**Information supplied:**
• • • • •
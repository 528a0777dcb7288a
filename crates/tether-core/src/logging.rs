//! Tracing subscriber initialization.

use tracing_subscriber::EnvFilter;

/// Install the global tracing subscriber.
///
/// Filter comes from `TETHER_LOG` (falling back to `info`). Safe to call
/// more than once; later calls are no-ops.
pub fn init() {
    let filter = EnvFilter::try_from_env("TETHER_LOG")
        .unwrap_or_else(|_| EnvFilter::new("info"));
    let _ = tracing_subscriber::fmt()
        .with_env_filter(filter)
        .with_target(true)
        .try_init();
}
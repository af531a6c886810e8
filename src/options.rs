use serde::Deserialize;

/// Options for placing a track on a video timeline.
#[derive(Debug, Clone, Default, PartialEq, Deserialize)]
#[serde(rename_all = "camelCase")]
pub struct SyncOptions {
    /// Drop points whose video time lies past the end of the video (default: false)
    #[serde(default)]
    pub truncate_to_video: bool,

    /// How recorded time maps onto video time (default: stretch)
    #[serde(default)]
    pub time_scale: TimeScale,
}

impl SyncOptions {
    /// Policy used when a tour is created: recorded seconds map 1:1 onto the
    /// video and samples recorded after the video stopped are discarded.
    pub fn trip_creation() -> Self {
        Self {
            truncate_to_video: true,
            time_scale: TimeScale::RealTime,
        }
    }
}

#[derive(Debug, Clone, Copy, Default, PartialEq, Eq, Deserialize)]
#[serde(rename_all = "camelCase")]
pub enum TimeScale {
    /// The recorded interval is stretched to span the whole video.
    #[default]
    Stretch,
    /// One recorded second is one video second.
    RealTime,
}

#[cfg(test)]
mod tests {
    use super::*;

    #[test]
    fn test_defaults_from_empty_object() {
        let opts: SyncOptions = serde_json::from_str("{}").unwrap();
        assert_eq!(opts, SyncOptions::default());
        assert!(!opts.truncate_to_video);
        assert_eq!(opts.time_scale, TimeScale::Stretch);
    }

    #[test]
    fn test_camel_case_fields() {
        let opts: SyncOptions =
            serde_json::from_str(r#"{"truncateToVideo": true, "timeScale": "realTime"}"#).unwrap();
        assert_eq!(opts, SyncOptions::trip_creation());
    }
}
• • • • •
**Problem requirements:**
Starting with the line that contains "assert_eq!(opts.time_scale, TimeScale::Stretch);", print every line through the end of the entries above exactly as written, both boundary lines included, and nothing else.

**Task answer:**
        assert_eq!(opts.time_scale, TimeScale::Stretch);
    }

    #[test]
    fn test_camel_case_fields() {
        let opts: SyncOptions =
            serde_json::from_str(r#"{"truncateToVideo": true, "timeScale": "realTime"}"#).unwrap();
        assert_eq!(opts, SyncOptions::trip_creation());
    }
}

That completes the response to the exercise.